One of the biggest perks of friendship is knowing that your bestie will be there when you really need them. A toxic friend, however, may not live up to that, even if you put in the time and energy to be there for them when they need you. This is why Dr. Ho points to not trusting or relying on them as another sign of a toxic friend. Or worse, in some cases, she adds, a toxic friend may even try to sabotage your success.

How to deal with a toxic friendship

Have a conversation with them

According to Dr. Cohen, not all toxic friendships are beyond repair: "If it feels safe enough to engage in [honest conversation], I encourage bringing up your feelings with your friend."

To do this, voice your concerns to your friend. “Make sure to describe the behaviors that are bothering but don’t attribute your own interpretation about what they mean,” says Dr. Ho. “Rather, open it up to them and ask them why they do something a certain way and how it makes you feel.”

Set firm boundaries

As part of your sit-down conversation with your friend, Dr. Ho advises communicating your boundaries with them about what is okay and what is not in the relationship. For instance, if your friend tends to dominate the conversation focusing on what they’re going through, your boundary might be that you both get equal time to talk about what you’re experiencing and how you’re feeling.

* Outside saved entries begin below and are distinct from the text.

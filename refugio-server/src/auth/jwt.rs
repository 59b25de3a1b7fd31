//! JWT token service
//!
//! Issues and validates the bearer tokens that protect the admin panel.

use chrono::{Duration, Utc};
use jsonwebtoken::errors::ErrorKind;
use jsonwebtoken::{Algorithm, DecodingKey, EncodingKey, Header, Validation, decode, encode};
use ring::rand::{SecureRandom, SystemRandom};
use serde::{Deserialize, Serialize};
use thiserror::Error;

use crate::db::models::{Admin, AdminRole};

/// JWT configuration
#[derive(Debug, Clone, Serialize, Deserialize)]
pub struct JwtConfig {
    /// Signing secret (at least 32 bytes)
    pub secret: String,
    /// Token lifetime in minutes
    pub expiration_minutes: i64,
    /// Token issuer
    pub issuer: String,
    /// Token audience
    pub audience: String,
}

impl Default for JwtConfig {
    fn default() -> Self {
        let secret = match load_jwt_secret() {
            Ok(secret) => secret,
            Err(e) => {
                #[cfg(debug_assertions)]
                {
                    tracing::warn!("JWT configuration error: {}, using generated key", e);
                    generate_printable_jwt_secret()
                }
                #[cfg(not(debug_assertions))]
                {
                    panic!("FATAL: JWT_SECRET configuration failed: {}", e);
                }
            }
        };

        Self {
            secret,
            expiration_minutes: std::env::var("JWT_EXPIRATION_MINUTES")
                .ok()
                .and_then(|s| s.parse().ok())
                .unwrap_or(1440),
            issuer: std::env::var("JWT_ISSUER").unwrap_or_else(|_| "refugio-server".to_string()),
            audience: std::env::var("JWT_AUDIENCE").unwrap_or_else(|_| "refugio-admin".to_string()),
        }
    }
}

/// Claims stored in the token
#[derive(Debug, Clone, Serialize, Deserialize)]
pub struct Claims {
    /// Admin id (subject)
    pub sub: String,
    /// Display name
    pub name: String,
    /// Email address
    pub email: String,
    /// Role
    pub role: AdminRole,
    /// Expiry timestamp
    pub exp: i64,
    /// Issued-at timestamp
    pub iat: i64,
    /// Issuer
    pub iss: String,
    /// Audience
    pub aud: String,
}

/// JWT errors
#[derive(Error, Debug)]
pub enum JwtError {
    #[error("Invalid token: {0}")]
    InvalidToken(String),

    #[error("Token expired")]
    ExpiredToken,

    #[error("Invalid signature")]
    InvalidSignature,

    #[error("Token generation failed: {0}")]
    GenerationFailed(String),

    #[error("Configuration error: {0}")]
    ConfigError(String),
}

/// Generate a printable secret from the system RNG (development fallback)
pub fn generate_printable_jwt_secret() -> String {
    let allowed_chars =
        "ABCDEFGHIJKLMNOPQRSTUVWXYZabcdefghijklmnopqrstuvwxyz0123456789!@#$%^&*()-_=+";

    let rng = SystemRandom::new();
    let mut key = String::with_capacity(64);

    for _ in 0..64 {
        let mut byte = [0u8; 1];
        if rng.fill(&mut byte).is_err() {
            return "RefugioLancheDevelopmentSecureKey2025!".to_string();
        }
        let idx = (byte[0] as usize) % allowed_chars.len();
        key.push(allowed_chars.as_bytes()[idx] as char);
    }

    key
}

/// Load the signing secret from the environment
fn load_jwt_secret() -> Result<String, JwtError> {
    match std::env::var("JWT_SECRET") {
        Ok(secret) => {
            if secret.len() < 32 {
                return Err(JwtError::ConfigError(
                    "JWT_SECRET must be at least 32 characters long".to_string(),
                ));
            }
            Ok(secret)
        }
        Err(_) => {
            #[cfg(debug_assertions)]
            {
                tracing::warn!(
                    "JWT_SECRET not set! Generating a temporary key for development."
                );
                Ok(generate_printable_jwt_secret())
            }
            #[cfg(not(debug_assertions))]
            {
                Err(JwtError::ConfigError(
                    "JWT_SECRET environment variable must be set in production!".to_string(),
                ))
            }
        }
    }
}

/// JWT token service
#[derive(Debug, Clone)]
pub struct JwtService {
    pub config: JwtConfig,
    encoding_key: EncodingKey,
    decoding_key: DecodingKey,
}

impl JwtService {
    /// Create a new JWT service with default configuration
    pub fn new() -> Self {
        Self::with_config(JwtConfig::default())
    }

    /// Create a new JWT service with the given configuration
    pub fn with_config(config: JwtConfig) -> Self {
        let encoding_key = EncodingKey::from_secret(config.secret.as_bytes());
        let decoding_key = DecodingKey::from_secret(config.secret.as_bytes());

        Self {
            config,
            encoding_key,
            decoding_key,
        }
    }

    /// Generate a token for an admin account
    pub fn generate_token(&self, admin: &Admin) -> Result<String, JwtError> {
        let now = Utc::now();
        let expiration = now + Duration::minutes(self.config.expiration_minutes);

        let claims = Claims {
            sub: admin.id_string(),
            name: admin.name.clone(),
            email: admin.email.clone(),
            role: admin.role,
            exp: expiration.timestamp(),
            iat: now.timestamp(),
            iss: self.config.issuer.clone(),
            aud: self.config.audience.clone(),
        };

        encode(&Header::default(), &claims, &self.encoding_key)
            .map_err(|e| JwtError::GenerationFailed(e.to_string()))
    }

    /// Validate and decode a token
    pub fn validate_token(&self, token: &str) -> Result<Claims, JwtError> {
        let mut validation = Validation::new(Algorithm::HS256);
        validation.set_audience(&[&self.config.audience]);
        validation.set_issuer(&[&self.config.issuer]);
        validation.set_required_spec_claims(&["sub", "exp", "iat", "iss", "aud"]);

        let token_data = decode::<Claims>(token, &self.decoding_key, &validation).map_err(|e| {
            match e.kind() {
                ErrorKind::ExpiredSignature => JwtError::ExpiredToken,
                ErrorKind::InvalidSignature => JwtError::InvalidSignature,
                ErrorKind::InvalidToken => JwtError::InvalidToken(e.to_string()),
                _ => JwtError::InvalidToken(format!("Token validation failed: {}", e)),
            }
        })?;

        Ok(token_data.claims)
    }

    /// Extract the raw token from an Authorization header
    pub fn extract_from_header(header: &str) -> Option<&str> {
        header.strip_prefix("Bearer ")
    }
}

impl Default for JwtService {
    fn default() -> Self {
        Self::new()
    }
}

/// Current admin context, parsed from validated JWT claims
///
/// Created by the auth extractor and handed straight to protected handlers.
#[derive(Debug, Clone)]
pub struct CurrentUser {
    pub id: String,
    pub name: String,
    pub email: String,
    pub role: AdminRole,
}

impl From<Claims> for CurrentUser {
    fn from(claims: Claims) -> Self {
        Self {
            id: claims.sub,
            name: claims.name,
            email: claims.email,
            role: claims.role,
        }
    }
}

impl CurrentUser {
    /// Super-admins may manage other admin accounts
    pub fn is_super_admin(&self) -> bool {
        self.role == AdminRole::SuperAdmin
    }
}

#[cfg(test)]
mod tests {
    use super::*;
    use chrono::Utc;

    fn test_admin() -> Admin {
        Admin {
            id: Some(surrealdb::RecordId::from_table_key("admin", "abc123")),
            name: "Administrador".to_string(),
            email: "admin@refugio.com.br".to_string(),
            password_hash: "unused".to_string(),
            role: AdminRole::SuperAdmin,
            is_active: true,
            last_login: None,
            created_at: Utc::now(),
        }
    }

    fn test_service() -> JwtService {
        JwtService::with_config(JwtConfig {
            secret: "a-test-secret-that-is-long-enough-0123456789".to_string(),
            expiration_minutes: 60,
            issuer: "refugio-server".to_string(),
            audience: "refugio-admin".to_string(),
        })
    }

    #[test]
    fn token_generation_and_validation_roundtrip() {
        let service = test_service();
        let token = service
            .generate_token(&test_admin())
            .expect("Failed to generate test token");

        let claims = service
            .validate_token(&token)
            .expect("Failed to validate test token");

        assert_eq!(claims.sub, "admin:abc123");
        assert_eq!(claims.email, "admin@refugio.com.br");
        assert_eq!(claims.role, AdminRole::SuperAdmin);

        let user = CurrentUser::from(claims);
        assert!(user.is_super_admin());
    }

    #[test]
    fn tampered_token_is_rejected() {
        let service = test_service();
        let token = service.generate_token(&test_admin()).unwrap();

        let mut tampered = token.clone();
        tampered.push('x');
        assert!(service.validate_token(&tampered).is_err());

        let other = JwtService::with_config(JwtConfig {
            secret: "a-different-secret-that-is-long-enough-xyz".to_string(),
            ..service.config.clone()
        });
        assert!(matches!(
            other.validate_token(&token),
            Err(JwtError::InvalidSignature)
        ));
    }

    #[test]
    fn bearer_extraction() {
        assert_eq!(
            JwtService::extract_from_header("Bearer abc.def.ghi"),
            Some("abc.def.ghi")
        );
        assert_eq!(JwtService::extract_from_header("Basic abc"), None);
    }

    #[test]
    fn generated_secrets_differ() {
        let a = generate_printable_jwt_secret();
        let b = generate_printable_jwt_secret();
        assert_eq!(a.len(), 64);
        assert_ne!(a, b);
    }
}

Consider distancing yourself from them

If there is hope for changing the dynamic of the friendship, your friend will ideally respond in a non-defensive way and be willing to explain why those behaviors happen, be open to discussing how to make things better, and respect your boundaries, says Dr. Ho.

However, if your friend is defensive or blames you for being overly sensitive, Dr. Ho says it may be time to start distancing yourself from them and stop investing your time and energy into the relationship further.
The same goes if even broaching the topic of a friendship detox doesn't seem like an option. It's time to move on. "You need to take care of yourself and let go of the negative energy in your life," says Dr. Cohen. You'll grieve the loss of the friendship, but you’ll likely regain your confidence.